You are viewing a plain text version of this content. The canonical link for it is here.
Posted to commits@cassandra.apache.org by "Brian ONeill (Issue Comment Edited) (JIRA)" <ji...@apache.org> on 2012/04/09 03:57:18 UTC

[jira] [Issue Comment Edited] (CASSANDRA-1311) Triggers

    [ https://issues.apache.org/jira/browse/CASSANDRA-1311?page=com.atlassian.jira.plugin.system.issuetabpanels:comment-tabpanel&focusedCommentId=13249647#comment-13249647 ] 

Brian ONeill edited comment on CASSANDRA-1311 at 4/9/12 1:56 AM:
-----------------------------------------------------------------

Agreed.  I don't think we should include REST in the formal API either, just offering that up as a design pattern for those that need to do more than you can fit in a little javascript snippet.  

We are heavy in performance/stress testing right now.  And we now have two models working: one where we use synchronous triggers (prior to write), and another where triggers execute asynchronously after write.  Both are useful for different things. (asynch where we can't slow down the actual write -- e.g. user interactions, and synch when we need to integrity)  

Additionally, we see a need for two levels of guarantees.  For some of the triggers, we don't really care if the trigger failed, because we can rely on a regular map/reduce job to "cleanup" any failed trigger executions.   We'd rather not have the overhead of a CSCL even.  The system just needs to execute the trigger for us (if it can).  If it fails, oh well.  
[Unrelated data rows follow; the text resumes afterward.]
use clap::Parser;
use tokio::io::{AsyncBufReadExt, BufReader};
use tracing_subscriber::{layer::SubscriberExt, util::SubscriberInitExt};

use carelytics_core::{ClientConfig, JsonFilePreferences, ThemeToggle};

mod session;

use session::{Command, Session};

#[derive(Parser)]
#[command(name = "carelytics")]
#[command(about = "Interactive Carelytics patient table")]
struct Cli {
    /// Patient server base URL (overrides CARELYTICS_API_URL)
    #[arg(long)]
    api_url: Option<String>,
    /// Preference file (overrides CARELYTICS_PREFERENCES)
    #[arg(long)]
    preferences: Option<String>,
}

/// Main entry point for the interactive patient table
///
/// Loads the table once at startup, applies the stored theme, then executes one action per
/// line read from stdin until `quit` or end of input.
///
/// # Environment Variables
/// - `CARELYTICS_API_URL`: Patient server base URL (default: "http://127.0.0.1:8000")
/// - `CARELYTICS_PREFERENCES`: Preference file (default: ".carelytics/preferences.json")
///
/// # Errors
/// Returns an error if:
/// - the logging/tracing configuration cannot be initialised,
/// - the configuration is invalid, or
/// - stdin cannot be read.
#[tokio::main]
async fn main() -> anyhow::Result<()> {
    dotenvy::dotenv().ok();

    tracing_subscriber::registry()
        .with(
            tracing_subscriber::EnvFilter::from_default_env()
                .add_directive("carelytics=info".parse()?),
        )
        .with(tracing_subscriber::fmt::layer().with_writer(std::io::stderr))
        .init();

    let cli = Cli::parse();
    let config = ClientConfig::from_values(
        cli.api_url
            .or_else(|| std::env::var("CARELYTICS_API_URL").ok()),
        cli.preferences
            .or_else(|| std::env::var("CARELYTICS_PREFERENCES").ok()),
    )?;

    tracing::info!("++ Starting Carelytics against {}", config.api_base_url());

    let controller = carelytics_core::terminal_controller(&config)?;
    let theme = ThemeToggle::init(JsonFilePreferences::new(config.preferences_path()));
    let mut session = Session::new(controller, theme);

    print!("{}", session.start().await.output);

    let mut lines = BufReader::new(tokio::io::stdin()).lines();
    while let Some(line) = lines.next_line().await? {
        if line.trim().is_empty() {
            continue;
        }
        let command = match line.parse::<Command>() {
            Ok(command) => command,
            Err(e) => {
                println!("{e}");
                continue;
            }
        };

        let reply = session.execute(command).await;
        if !reply.output.is_empty() {
            println!("{}", reply.output.trim_end());
        }
        if reply.quit {
            break;
        }
    }

    Ok(())
}
//! The patient table: what the controller renders into.

use crate::render::{self, Element};
use carelytics_api::PatientRecord;

/// One rendered row. Selecting it fills the form; its delete control targets [`PatientRow::id`].
#[derive(Clone, Debug, PartialEq)]
pub struct PatientRow {
    pub id: String,
    pub record: PatientRecord,
}

impl PatientRow {
    pub fn new(id: impl Into<String>, record: PatientRecord) -> Self {
        Self {
            id: id.into(),
            record,
        }
    }

    /// The five text columns: id, name, city, bmi, verdict. Missing derived values are blank.
    pub fn cells(&self) -> [String; 5] {
        [
            self.id.clone(),
            self.record.name.clone(),
            self.record.city.clone(),
            self.record
                .bmi
                .map(|bmi| bmi.to_string())
                .unwrap_or_default(),
            self.record.verdict.clone().unwrap_or_default(),
        ]
    }
}

/// Handle on the table body.
pub trait TableView {
    fn clear(&mut self);
    fn append_row(&mut self, row: PatientRow);
    /// Looks a row up among those currently rendered.
    fn row(&self, id: &str) -> Option<&PatientRow>;
}

/// A table that keeps its rows and can serialise them as HTML or plain text.
#[derive(Clone, Debug, Default)]
pub struct RenderedTable {
    rows: Vec<PatientRow>,
}

impl RenderedTable {
    pub fn new() -> Self {
        Self::default()
    }

    pub fn rows(&self) -> &[PatientRow] {
        &self.rows
    }

    pub fn len(&self) -> usize {
        self.rows.len()
    }

    pub fn is_empty(&self) -> bool {
        self.rows.is_empty()
    }

    /// The `<tbody>` element holding every row.
    pub fn to_element(&self) -> Element {
        render::table_body(&self.rows)
    }

    pub fn to_html(&self) -> String {
        self.to_element().render()
    }

    pub fn to_text(&self) -> String {
        render::text_table(&self.rows)
    }
}

impl TableView for RenderedTable {
    fn clear(&mut self) {
        self.rows.clear();
    }

    fn append_row(&mut self, row: PatientRow) {
        self.rows.push(row);
    }

    fn row(&self, id: &str) -> Option<&PatientRow> {
        self.rows.iter().find(|row| row.id == id)
    }
}
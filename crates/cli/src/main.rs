use clap::{Args, Parser, Subcommand};
use std::process::ExitCode;
use tracing_subscriber::{layer::SubscriberExt, util::SubscriberInitExt};

use carelytics_core::{
    render, ClientConfig, FieldId, FormFields, FormState, JsonFilePreferences, TerminalController,
    ThemeToggle,
};

#[derive(Parser)]
#[command(name = "carelytics-cli")]
#[command(about = "Carelytics patient table, one action per invocation")]
struct Cli {
    /// Patient server base URL (overrides CARELYTICS_API_URL)
    #[arg(long, global = true)]
    api_url: Option<String>,
    /// Preference file (overrides CARELYTICS_PREFERENCES)
    #[arg(long, global = true)]
    preferences: Option<String>,
    #[command(subcommand)]
    command: Option<Commands>,
}

/// Raw form input; validation happens in the controller, exactly as for the page.
#[derive(Args, Default)]
struct PatientFields {
    /// Patient name
    #[arg(long)]
    name: Option<String>,
    /// City
    #[arg(long)]
    city: Option<String>,
    /// Age in years
    #[arg(long)]
    age: Option<String>,
    /// Gender
    #[arg(long)]
    gender: Option<String>,
    /// Height
    #[arg(long)]
    height: Option<String>,
    /// Weight
    #[arg(long)]
    weight: Option<String>,
}

impl PatientFields {
    fn into_form(self, id: Option<String>) -> FormState {
        let mut form = FormState::new();
        let values = [
            (FieldId::Pid, id),
            (FieldId::Name, self.name),
            (FieldId::City, self.city),
            (FieldId::Age, self.age),
            (FieldId::Gender, self.gender),
            (FieldId::Height, self.height),
            (FieldId::Weight, self.weight),
        ];
        for (field, value) in values {
            form.set_value(field, value.unwrap_or_default());
        }
        form
    }
}

#[derive(Subcommand)]
enum Commands {
    /// List all patients
    List,
    /// Show one patient as the edit form would hold it
    Show {
        /// Patient ID
        id: String,
    },
    /// Create a patient (every field is required)
    Add {
        /// Patient ID
        #[arg(long)]
        id: Option<String>,
        #[command(flatten)]
        fields: PatientFields,
    },
    /// Edit the given fields of a patient
    Update {
        /// Patient ID
        id: String,
        #[command(flatten)]
        fields: PatientFields,
    },
    /// Delete a patient
    Delete {
        /// Patient ID
        id: String,
    },
    /// Show the stored theme, or toggle it
    Theme {
        /// Flip between light and dark and save
        #[arg(long)]
        toggle: bool,
    },
    /// Print the patient page as HTML
    Html,
}

fn print_alerts(controller: &mut TerminalController) -> bool {
    let alerts = controller.page_mut().notifier.drain();
    for alert in &alerts {
        eprintln!("Error: {}", alert);
    }
    !alerts.is_empty()
}

fn print_form(form: &FormState) {
    for field in FieldId::ALL {
        println!("{:<7} {}", field.element_id(), form.value(field));
    }
}

#[tokio::main]
async fn main() -> Result<ExitCode, Box<dyn std::error::Error>> {
    dotenvy::dotenv().ok();

    tracing_subscriber::registry()
        .with(
            tracing_subscriber::EnvFilter::from_default_env()
                .add_directive("carelytics=warn".parse()?),
        )
        .with(tracing_subscriber::fmt::layer().with_writer(std::io::stderr))
        .init();

    let cli = Cli::parse();
    let config = ClientConfig::from_values(
        cli.api_url
            .or_else(|| std::env::var("CARELYTICS_API_URL").ok()),
        cli.preferences
            .or_else(|| std::env::var("CARELYTICS_PREFERENCES").ok()),
    )?;

    let Some(command) = cli.command else {
        println!("Use 'carelytics-cli --help' for commands");
        return Ok(ExitCode::SUCCESS);
    };

    let mut controller = carelytics_core::terminal_controller(&config)?;

    let ok = match command {
        Commands::List => match controller.load_patients().await {
            Ok(_) => {
                print!("{}", controller.page().table.to_text());
                true
            }
            Err(e) => {
                eprintln!("Error listing patients: {}", e);
                false
            }
        },
        Commands::Show { id } => {
            let shown = match controller.load_patients().await {
                Ok(_) => controller.select_row(&id).map_err(|e| e.to_string()),
                Err(e) => Err(e.to_string()),
            };
            match shown {
                Ok(()) => {
                    print_form(&controller.page().form);
                    true
                }
                Err(e) => {
                    eprintln!("Error showing patient {}: {}", id, e);
                    false
                }
            }
        }
        Commands::Add { id, fields } => {
            controller.page_mut().form = fields.into_form(id);
            let result = controller.add_patient().await;
            let alerted = print_alerts(&mut controller);
            if result.is_ok() {
                print!("{}", controller.page().table.to_text());
            } else if !alerted {
                // Created, but the reload failed.
                eprintln!("Patient created; could not reload the table");
            }
            result.is_ok()
        }
        Commands::Update { id, fields } => {
            controller.page_mut().form = fields.into_form(Some(id));
            let result = controller.update_patient().await;
            let alerted = print_alerts(&mut controller);
            if result.is_ok() {
                print!("{}", controller.page().table.to_text());
            } else if !alerted {
                eprintln!("Patient updated; could not reload the table");
            }
            result.is_ok()
        }
        Commands::Delete { id } => match controller.delete_patient(&id).await {
            Ok(status) => {
                println!("Delete {}: HTTP {}", id, status);
                print!("{}", controller.page().table.to_text());
                true
            }
            Err(e) => {
                eprintln!("Error deleting patient {}: {}", id, e);
                false
            }
        },
        Commands::Theme { toggle } => {
            let mut theme = ThemeToggle::init(JsonFilePreferences::new(config.preferences_path()));
            if toggle {
                if let Err(e) = theme.toggle() {
                    eprintln!("Error saving theme: {}", e);
                    return Ok(ExitCode::FAILURE);
                }
            }
            println!("{}", theme.applied());
            true
        }
        Commands::Html => {
            let theme = ThemeToggle::init(JsonFilePreferences::new(config.preferences_path()));
            if let Err(e) = controller.load_patients().await {
                eprintln!("Error listing patients: {}", e);
            }
            let page = controller.page();
            print!(
                "{}",
                render::page_document(page.table.rows(), &page.form, theme.applied())
            );
            true
        }
    };

    Ok(if ok {
        ExitCode::SUCCESS
    } else {
        ExitCode::FAILURE
    })
}
#[async_trait]
impl SandboxApi for MockApi {
    async fn get_sandbox(&self, _id: &SandboxId) -> ApiResult<Sandbox> {
        self.check("get_sandbox")?;
        Ok(self.snapshot.lock().clone().unwrap_or_else(sandbox))
    }

    async fn fork_sandbox(&self, _id: &SandboxId) -> ApiResult<Sandbox> {
        self.check("fork_sandbox")?;
        let mut forked = self.snapshot.lock().clone().unwrap_or_else(sandbox);
        forked.id = SandboxId::new("sb-fork");
        Ok(forked)
    }

    async fn save_module_code(&self, _id: &SandboxId, module: &Module) -> ApiResult<Module> {
        self.check("save_module_code")?;
        let mut stored = module.clone();
        if let Some(normalized) = self.normalize_to.lock().clone() {
            stored.code = normalized;
        }
        stored.updated_at = Some("now".into());
        Ok(stored)
    }

    async fn save_modules(&self, id: &SandboxId, modules: &[Module]) -> ApiResult<Vec<Module>> {
        self.check("save_modules")?;
        let mut stored = Vec::new();
        for module in modules {
            stored.push(self.save_module_code(id, module).await?);
        }
        Ok(stored)
    }

    async fn save_module_title(
        &self,
        _id: &SandboxId,
        _module: &ShortId,
        _title: &str,
    ) -> ApiResult<()> {
        self.check("save_module_title")
    }

    async fn save_module_directory(
        &self,
        _id: &SandboxId,
        _module: &ShortId,
        _directory: Option<&ShortId>,
    ) -> ApiResult<()> {
        self.check("save_module_directory")
    }

    async fn create_module(&self, _id: &SandboxId, module: &Module) -> ApiResult<Module> {
        self.check("create_module")?;
        let n = self.next();
        let mut confirmed = module.clone();
        confirmed.id = EntityId::new(format!("srv-id-{n}"));
        confirmed.shortid = ShortId::new(format!("srv-{n}"));
        confirmed.inserted_at = Some("now".into());
        Ok(confirmed)
    }

    async fn delete_module(&self, _id: &SandboxId, _module: &ShortId) -> ApiResult<()> {
        self.check("delete_module")
    }

    async fn mass_create_modules(
        &self,
        _id: &SandboxId,
        modules: &[Module],
        directories: &[Directory],
    ) -> ApiResult<MassCreateResponse> {
        self.check("mass_create_modules")?;
        Ok(MassCreateResponse {
            modules: modules.to_vec(),
            directories: directories.to_vec(),
        })
    }

    async fn create_directory(
        &self,
        _id: &SandboxId,
        parent: Option<&ShortId>,
        title: &str,
    ) -> ApiResult<Directory> {
        self.check("create_directory")?;
        let n = self.next();
        Ok(Directory {
            id: EntityId::new(format!("srv-id-{n}")),
            shortid: ShortId::new(format!("srv-{n}")),
            title: title.into(),
            directory_shortid: parent.cloned(),
        })
    }

    async fn save_directory_title(
        &self,
        _id: &SandboxId,
        _directory: &ShortId,
        _title: &str,
    ) -> ApiResult<()> {
        self.check("save_directory_title")
    }

    async fn save_directory_directory(
        &self,
        _id: &SandboxId,
        _directory: &ShortId,
        _parent: Option<&ShortId>,
    ) -> ApiResult<()> {
        self.check("save_directory_directory")
    }

    async fn delete_directory(&self, _id: &SandboxId, _directory: &ShortId) -> ApiResult<()> {
        self.check("delete_directory")
    }

    async fn get_environment_variables(
        &self,
        _id: &SandboxId,
    ) -> ApiResult<IndexMap<SmolStr, String>> {
        self.check("get_environment_variables")?;
        Ok(IndexMap::from_iter([(SmolStr::new("NODE_ENV"), "test".to_string())]))
    }

    async fn save_environment_variable(
        &self,
        _id: &SandboxId,
        name: &str,
        value: &str,
    ) -> ApiResult<IndexMap<SmolStr, String>> {
        self.check("save_environment_variable")?;
        Ok(IndexMap::from_iter([(SmolStr::new(name), value.to_string())]))
    }

    async fn delete_environment_variable(
        &self,
        _id: &SandboxId,
        _name: &str,
    ) -> ApiResult<IndexMap<SmolStr, String>> {
        self.check("delete_environment_variable")?;
        Ok(IndexMap::new())
    }

    async fn save_frozen(&self, _id: &SandboxId, _frozen: bool) -> ApiResult<()> {
        self.check("save_frozen")
    }

    async fn set_sandbox_liked(&self, _id: &SandboxId, _liked: bool) -> ApiResult<()> {
        self.check("set_sandbox_liked")
    }
}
For other jobs, (synchronous or asynchronous) we need to know when we are in a bad state.  i.e. we need to know if the data is ever out of synch with a side-effect of a trigger.  For these scenarios, the overhead of the CSCL is acceptable. We can see failed trigger executions even in the event of a crash.  (e.g. those log entries left in a PENDING state > some acceptable time period are considered failed and we need to go rectify the situation).  

Unless there are transactional semantics, I think it suffices to have three interception points:
# Pre-mutation synchronous (blocking until trigger execution completes)
#* Trigger can add additional mutations
#** (additional columns to a row "in-transaction" seems useful)
#* Trigger can fail the operation 
#** (quality/integrity checks)
# Post-mutation synchronous
#* Upon failure, we can signal "trigger failure" to the client suggesting retry, but it doesn't fail the actual operation 
#** (since its already happened, and we don't want to add rollback)
# Post-mutation asynchronous
#* No influence on write (obviously), but need to be guaranteed trigger executes, or know when it has not.

For each of these, I think there are two levels of guarantees, either:
# You don't necessarily care if ALL executions were successful, you'd rather be fast 
#* (e.g. statistics / analytics that need to be "close-enough")
# You absolutely need to know if data changed and a trigger was unsuccessful in processing that mutation.

random thoughts,
-brian



                
      was (Author: boneill):
    Agreed.  I don't think we should include REST in the formal API either, just offering that up as a design pattern for those that need to do more than you can fit in a little javascript snippet.  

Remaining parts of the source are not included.